Sindicales

16/3/2026

Los municipales de Córdoba vamos por el 28% de salario que nos deben, las jubilaciones y el pase a planta

Las asambleas por repartición se han pronunciado por un plan de lucha progresivo en defensa del salario y las jubilaciones.

Por la unidad de los sectores en lucha.

La inflación de febrero fue de 2,6 puntos según el IPC Córdoba. El dato crece de manera continua desde hace nueve meses, mientras el consumo y la actividad productiva retroceden. Para los municipales la pérdida salarial bruta acumulada es de 28 puntos, y escala más aún sobre el salario neto considerando el descuento de 8 puntos que confisca la ley provincial 11.087 de “equidad jubilatoria”, sumado a los 18 de aportes personales históricos.

El sindicato aún no puso a consideración “una propuesta que merezca ser llevada a las bases”, lo que permite suponer que el gobierno debe haber ofrecido una recomposición atada a la recaudación provincial. En efecto, la recaudación cayó 6 puntos en lo que va del año, no sólo por la recesión sino fundamentalmente porque el gobernador Martín Llaryora eximió a los sectores agroexportadores e industriales de tributos (Ingresos Brutos -alícuota 0% para industrias que facturen hasta $3.200 millones anuales y pequeñas empresas; reducción del Impuesto inmobiliario urbano y rural).

Con esa decisión vuelve a mostrar qué intereses defiende y quiénes seremos los que pagaremos los costos de una política económica de hambre y saqueo al que nos someten tanto el gobierno nacional como el provincial y municipal.

Las paritarias municipales se discuten en un contexto de profunda convulsión: se acaba de sancionar la reforma laboral y hace apenas dos meses el gobierno volvió a modificar la ley previsional confiscando aún más los haberes de los jubilados provinciales. En ambos casos el rol de los legisladores del PJ ha sido crucial para que estas leyes puedan ver la luz, garantizando el quórum y los votos necesarios para validarla. Se trata de un colaboracionismo extremo entre el PJ y LLA, que queda al desnudo aunque posen de opositores en escenarios diferentes.

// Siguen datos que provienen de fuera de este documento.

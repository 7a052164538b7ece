#![forbid(unsafe_code)]
//! MFS core: the in-memory namespace, the logical-to-physical transaction
//! assembler, and the facade the VFS layer drives.
//!
//! Mutating namespace calls append operations to the per-core logical log
//! and return without touching the disk. `fsync` and `sync` fuse logged
//! operations in timestamp order into physical block transactions, commit
//! them through the write-ahead journal, and apply them to the backing
//! store.

mod apply;
pub mod dev;
mod ident;
mod interface;
mod mnode;

pub use ident::IdentityMaps;
pub use interface::{MfsConfig, MfsInterface};
pub use mnode::Mnode;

La reforma es un fraude laboral absolutamente inconstitucional por su carácter regresivo. Con restricciones para el desarrollo de asambleas, la creación del FAL (fondo de asistencia laboral para indemnizaciones a costa de los laburantes), la categorización de actividades esenciales y trascendentales y la exclusión de determinadas actividades laborales -servicios, obras, fletes y transporte- condenadas a la eterna precariedad, el gobierno busca contener por la vía de la amenaza la protesta en alza por los salarios de hambre, la desocupación, el vaciamiento presupuestario y la eliminación de sectores completos de la actividad industrial.

En idéntico sentido, la reforma jubilatoria provincial profundiza el saqueo que ya existía con la ley 10.694, incrementando el porcentaje de aportes personales de activos en detrimento del salario neto, mientras el gobierno nacional mantiene en niveles mínimos las partidas de coparticipación. Ambas leyes constituyen herramientas profundamente confiscatorias de derechos laborales al servicio del gobierno, sea nacional o provincial, porque ambos descargan el ajuste sobre las y los trabajadores. Es necesario enfrentar estas leyes con las herramientas que han forjado las conquistas del movimiento obrero: asamblea, plenario de delegados con mandato, paro, plan de lucha.  

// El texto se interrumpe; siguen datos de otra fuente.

#![forbid(unsafe_code)]
//! Concurrency scenarios: parallel metadata producers over the per-core
//! log, and allocator invariants under churn.

use mfs_harness::{fresh_disk, init_tracing, mount, mount_fresh, read_to_vec};
use mfs_types::{BlockNumber, NodeKind};
use std::collections::HashSet;
use std::sync::Arc;

#[test]
fn parallel_creates_fuse_into_one_namespace() {
    init_tracing();
    // 32 files plus root and journal: needs more than the default 16
    // inode slots.
    let disk = fresh_disk(2048, 128);
    let fs = mount(&disk);
    let root = fs.root();

    let mut handles = Vec::new();
    for t in 0..4_u32 {
        let fs = Arc::clone(&fs);
        let root = Arc::clone(&root);
        handles.push(std::thread::spawn(move || {
            for i in 0..8_u32 {
                let name = format!("t{t}_f{i}");
                let f = fs.create(&root, &name, NodeKind::File).expect("create");
                fs.write_file(&f, name.as_bytes(), 0).expect("write");
            }
        }));
    }
    for h in handles {
        h.join().expect("producer");
    }
    fs.sync().expect("sync");

    drop(root);
    drop(fs);
    let fs = mount(&disk);
    let root = fs.root();
    let entries = fs.readdir(&root).expect("readdir");
    assert_eq!(entries.len(), 32);
    for t in 0..4_u32 {
        for i in 0..8_u32 {
            let name = format!("t{t}_f{i}");
            let f = fs.lookup(&root, &name).expect("lookup").expect("present");
            assert_eq!(read_to_vec(&fs, &f), name.as_bytes());
        }
    }
}

#[test]
fn concurrent_fsync_and_writers_serialise_on_the_journal() {
    init_tracing();
    let (_disk, fs) = mount_fresh();
    let root = fs.root();

    let mut handles = Vec::new();
    for t in 0..4_u32 {
        let fs = Arc::clone(&fs);
        let root = Arc::clone(&root);
        handles.push(std::thread::spawn(move || {
            let f = fs
                .create(&root, &format!("w{t}"), NodeKind::File)
                .expect("create");
            for round in 0..4_u32 {
                fs.write_file(&f, &[t as u8; 512], u64::from(round) * 512)
                    .expect("write");
                fs.fsync(&f).expect("fsync");
            }
        }));
    }
    for h in handles {
        h.join().expect("worker");
    }

    for t in 0..4_u32 {
        let f = fs
            .lookup(&root, &format!("w{t}"))
            .expect("lookup")
            .expect("present");
        let body = read_to_vec(&fs, &f);
        assert_eq!(body.len(), 2048);
        assert!(body.iter().all(|b| *b == t as u8));
    }
}

#[test]
fn create_unlink_churn_returns_all_blocks() {
    init_tracing();
    let (_disk, fs) = mount_fresh();
    let root = fs.root();
    let alloc = Arc::clone(fs.store().allocator());
    let free_before = alloc.free_count();

    for round in 0..3_u32 {
        let mut handles = Vec::new();
        for t in 0..4_u32 {
            let fs = Arc::clone(&fs);
            let root = Arc::clone(&root);
            handles.push(std::thread::spawn(move || {
                let name = format!("churn_{round}_{t}");
                let f = fs.create(&root, &name, NodeKind::File).expect("create");
                fs.write_file(&f, &[0x5A; 8192], 0).expect("write");
                fs.fsync(&f).expect("fsync");
                fs.unlink(&root, &name).expect("unlink");
            }));
        }
        for h in handles {
            h.join().expect("worker");
        }
        // Apply the unlinks and the drop-enqueued deletes.
        fs.sync().expect("sync");
    }

    // Every file block went back; only the root directory kept growth is
    // possible, and its data block was preallocated by mkfs.
    assert_eq!(alloc.free_count(), free_before);

    // The dual representation agrees bit for bit.
    let listed: HashSet<BlockNumber> = alloc.freelist_blocks().into_iter().collect();
    assert_eq!(listed.len() as u64, alloc.free_count());
    let (scanned_free, total) = alloc.scan_free();
    assert_eq!(scanned_free, alloc.free_count());
    for bno in 0..total {
        #[allow(clippy::cast_possible_truncation)]
        let bno = BlockNumber(bno as u32);
        assert_eq!(alloc.is_free(bno), listed.contains(&bno));
    }
}

#[test]
fn delete_is_deferred_past_concurrent_readers() {
    init_tracing();
    let (_disk, fs) = mount_fresh();
    let root = fs.root();

    let f = fs.create(&root, "shared", NodeKind::File).expect("create");
    fs.write_file(&f, &[7_u8; 4096], 0).expect("write");
    fs.sync().expect("sync");
    fs.unlink(&root, "shared").expect("unlink");

    let mut handles = Vec::new();
    for _ in 0..4 {
        let fs = Arc::clone(&fs);
        let f = Arc::clone(&f);
        handles.push(std::thread::spawn(move || {
            for _ in 0..16 {
                let body = read_to_vec(&fs, &f);
                assert!(body.iter().all(|b| *b == 7));
            }
        }));
    }
    for h in handles {
        h.join().expect("reader");
    }

    let inum = fs.identity_maps().inum_of(f.id()).expect("mapped");
    drop(f);
    fs.sync().expect("sync delete");
    assert_eq!(fs.store().iget(inum).expect("iget").kind(), None);
}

Recuperar los 28 puntos de pérdida que arrastra y la inflación por venir es la tarea que tenemos por delante los municipales. Las asambleas por repartición se han pronunciado en defensa del salario y las jubilaciones, por un plan de lucha progresivo y continuo, en unidad con los sectores estatales e independencia política respecto del gobierno. No es de extrañar que estos pronunciamientos se asemejen a los mandatos de las escuelas de toda la provincia, que han rechazado casi de manera unánime la propuesta de hambre de Llaryora.

Los municipales debemos imitar el método de los docentes provinciales, que de manera contundente rechazaron la propuesta de hambre del gobierno y van por paros progresivos hasta lograr un salario que esté por encima de la línea de pobreza. Ellos no permitieron que las vallas policiales fueran un obstáculo para llegar al Panal a gritar el rechazo, en una demostración clara de la fuerza y la indignación que los anima.

Los municipales conocemos esa fuerza. Hemos conquistado con lucha un salario digno, y con lucha podremos recuperarlo, si rompemos el alineamiento con el poder de turno que caracterizó la gestión sindical durante los últimos años. Para ello es estratégico ligarse con quienes efectivamente están dando la pelea en defensa de los intereses de las y los trabajadores. Se avecinan tiempos de rebeliones y deberemos estar a la altura para recuperar nuestro salario y nuestra jubilación, sin quedar atrapados en las extorsiones y maniobras típicas de los ajustadores.